The above example may seem trivial, but consider that over the course of a day, an individual may receive 50 – 100 legitimate emails, each requiring 1 – 2 minutes of time. This adds up quickly, stealing 10% or more from a workday.

Making Email More Efficient
Google is working within schema.org to implement optimizations to email. More specifically, Google is closely studying email handling habits and classifying them into categories, and then optimizing the processes within each category. The objective is to make the handling of email messages more efficient.

For example, let’s revisit the webinar email example above and imagine the following optimized steps:

  1. The one-row summary associated with the webinar email message has an embedded button. The button is labeled, “Attend Now!”
  2. You simply click on the “Attend Now!” button without opening the email message.
  3. The webinar window automatically opens on your screen. At the same time, your phone rings. When you answer it, you are automatically placed into the conference.
An embedded button within a list of email messages

An embedded button within a list of email messages

The above steps are streamlined based on the assumption that when someone receives a webinar reminder email, she will either attend the webinar or not. And if she attends, she will always do the same things: Connect to the webinar, call the conference line, and shut down the associated email message screen. The marketing person who sends the webinar reminder will automate this process and embed it into the “Attend Now!” button, saving the webinar attendee a lot of time.

The Marketing Angle
Marketing professionals should understand this new email approach and be prepared to take advantage of it. Embedded action-related buttons that appear within email summaries may soon preempt long-winded paragraphs of text.  People will probably not open many emails; rather, they’ll just briefly review the summaries and then click on the associated action buttons. The emphasis will be on speed and efficiency rather than reading paragraphs of text.

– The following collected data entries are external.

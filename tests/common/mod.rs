#![allow(dead_code)]

use std::net::SocketAddr;
use std::sync::Arc;
use std::time::Duration;

use anyhow::{Context, Result};
use axum::Router;
use reqwest::{Method, StatusCode};
use serde_json::{json, Value};

use heritage_keeper::app::{self, AppState, RouterOptions};
use heritage_keeper::config::SsoClientConfig;
use heritage_keeper::database::MemoryStore;
use heritage_keeper::identity::IdentityClient;
use heritage_keeper::services::KeeperService;
use heritage_keeper::sso::{self, AuthService, MemoryCredentialStore};

pub const APP_ID: i32 = 1;
pub const APP_SECRET: &str = "test-secret";
pub const TOKEN_TTL: Duration = Duration::from_secs(3600);
pub const PASSWORD: &str = "password123";

/// keeper-sso and keeper-api running in-process on ephemeral ports
pub struct TestServer {
    pub base_url: String,
    pub sso_url: String,
    pub credentials: Arc<MemoryCredentialStore>,
    pub store: Arc<MemoryStore>,
    client: reqwest::Client,
}

async fn serve(router: Router) -> Result<SocketAddr> {
    let listener = tokio::net::TcpListener::bind("127.0.0.1:0")
        .await
        .context("failed to bind test listener")?;
    let addr = listener.local_addr()?;
    tokio::spawn(async move {
        let _ = axum::serve(listener, router).await;
    });
    Ok(addr)
}

fn identity_client(address: String) -> Result<IdentityClient> {
    let config = SsoClientConfig {
        address,
        timeout_ms: 2000,
        retries_count: 2,
    };
    Ok(IdentityClient::new(&config)?.with_backoff(Duration::from_millis(5)))
}

async fn serve_keeper(identity: IdentityClient, store: Arc<MemoryStore>) -> Result<String> {
    let state = AppState::new(
        KeeperService::new(store),
        Arc::new(identity),
        APP_ID,
        APP_SECRET,
    );
    let addr = serve(app::router(state, &RouterOptions::default())).await?;
    Ok(format!("http://{}", addr))
}

impl TestServer {
    pub async fn spawn() -> Result<Self> {
        let credentials = Arc::new(MemoryCredentialStore::with_app(APP_ID, "keeper", APP_SECRET));
        let auth = AuthService::new(credentials.clone(), TOKEN_TTL);
        let sso_addr = serve(sso::router(Arc::new(auth), Duration::from_secs(5))).await?;
        let sso_url = format!("http://{}", sso_addr);

        let store = Arc::new(MemoryStore::new());
        let base_url = serve_keeper(identity_client(sso_url.clone())?, store.clone()).await?;

        Ok(Self {
            base_url,
            sso_url,
            credentials,
            store,
            client: reqwest::Client::new(),
        })
    }

    /// keeper-api wired to an identity address nothing listens on
    pub async fn spawn_without_sso() -> Result<Self> {
        let dead = tokio::net::TcpListener::bind("127.0.0.1:0").await?;
        let sso_url = format!("http://{}", dead.local_addr()?);
        drop(dead);

        let store = Arc::new(MemoryStore::new());
        let base_url = serve_keeper(identity_client(sso_url.clone())?, store.clone()).await?;

        Ok(Self {
            base_url,
            sso_url,
            credentials: Arc::new(MemoryCredentialStore::new()),
            store,
            client: reqwest::Client::new(),
        })
    }

    pub fn url(&self, path: &str) -> String {
        format!("{}{}", self.base_url, path)
    }

    /// Send a request, optionally authenticated and with a JSON body
    pub async fn send(
        &self,
        method: Method,
        path: &str,
        token: Option<&str>,
        body: Option<Value>,
    ) -> Result<(StatusCode, Value)> {
        let mut req = self.client.request(method, self.url(path));
        if let Some(token) = token {
            req = req.bearer_auth(token);
        }
        if let Some(body) = body {
            req = req.json(&body);
        }
        let res = req.send().await?;
        let status = res.status();
        let body = res.json::<Value>().await.unwrap_or(Value::Null);
        Ok((status, body))
    }

    pub async fn get(&self, path: &str, token: &str) -> Result<(StatusCode, Value)> {
        self.send(Method::GET, path, Some(token), None).await
    }

    pub async fn post(&self, path: &str, token: &str, body: Value) -> Result<(StatusCode, Value)> {
        self.send(Method::POST, path, Some(token), Some(body)).await
    }

    pub async fn put(&self, path: &str, token: &str, body: Value) -> Result<(StatusCode, Value)> {
        self.send(Method::PUT, path, Some(token), Some(body)).await
    }

    pub async fn delete(&self, path: &str, token: &str) -> Result<(StatusCode, Value)> {
        self.send(Method::DELETE, path, Some(token), None).await
    }

    pub async fn register(&self, username: &str, email: &str, password: &str) -> Result<(StatusCode, Value)> {
        let body = json!({ "username": username, "email": email, "password": password });
        self.send(Method::POST, "/api/auth/register", None, Some(body)).await
    }

    pub async fn login(&self, email: &str, password: &str) -> Result<(StatusCode, Value)> {
        let body = json!({ "email": email, "password": password, "app_id": APP_ID });
        self.send(Method::POST, "/api/auth/login", None, Some(body)).await
    }

    /// Register `username@example.com` and return its user id and bearer token
    pub async fn sign_up(&self, username: &str) -> Result<(i64, String)> {
        let email = format!("{}@example.com", username);

        let (status, body) = self.register(username, &email, PASSWORD).await?;
        anyhow::ensure!(status == StatusCode::CREATED, "register failed: {} {}", status, body);
        let user_id = body["user_id"].as_i64().context("register response missing user_id")?;

        let (status, body) = self.login(&email, PASSWORD).await?;
        anyhow::ensure!(status == StatusCode::OK, "login failed: {} {}", status, body);
        let token = body["token"].as_str().context("login response missing token")?.to_string();

        Ok((user_id, token))
    }

    pub async fn create_collection(&self, token: &str, name: &str) -> Result<i64> {
        let body = json!({
            "name": name,
            "description": format!("{} description", name),
            "cover_image_url": "https://img.example.com/cover.png",
            "is_public": false,
        });
        let (status, body) = self.post("/api/keeper/collection", token, body).await?;
        anyhow::ensure!(status == StatusCode::CREATED, "create collection failed: {} {}", status, body);
        body["id"].as_i64().context("collection response missing id")
    }
}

As of this writing, the technology is still in development. Google is studying different types of email interactions and creating optimized solutions. They have provided a number of “Actions” that can be initiated directly from an embedded button. These actions include:

  1. Acknowledgement – Clicking on a button conveys an affirmative response
  2. Review – A drop-down to review a product or service
  3. RSVP – A drop-down to RSVP to an event
  4. Link – A link to an external site

Google is actively seeking requests for more types of actions.

Currently, Google Gmail is the only email client that implements this technology, and it is still in the experimental stage. It is anticipated that email clients from other vendors will soon follow.

It’s worth noting that this new approach to email does not disrupt existing technology. In other words, email client programs that haven’t yet implemented the new schema.org technology will continue to work as always. The “action” buttons will not appear within email summaries, but the content of the email messages will still be available.

Though email is extremely popular and fundamentally important, the user experience hasn’t been optimized very much over the years. That’s all beginning to change, as there is a considerable effort underway to increase the efficiency of email for the end user. Soon it may not be necessary to actually open an email in order to take action on it. Marketing professionals should understand this new development and be prepared to take advantage of it.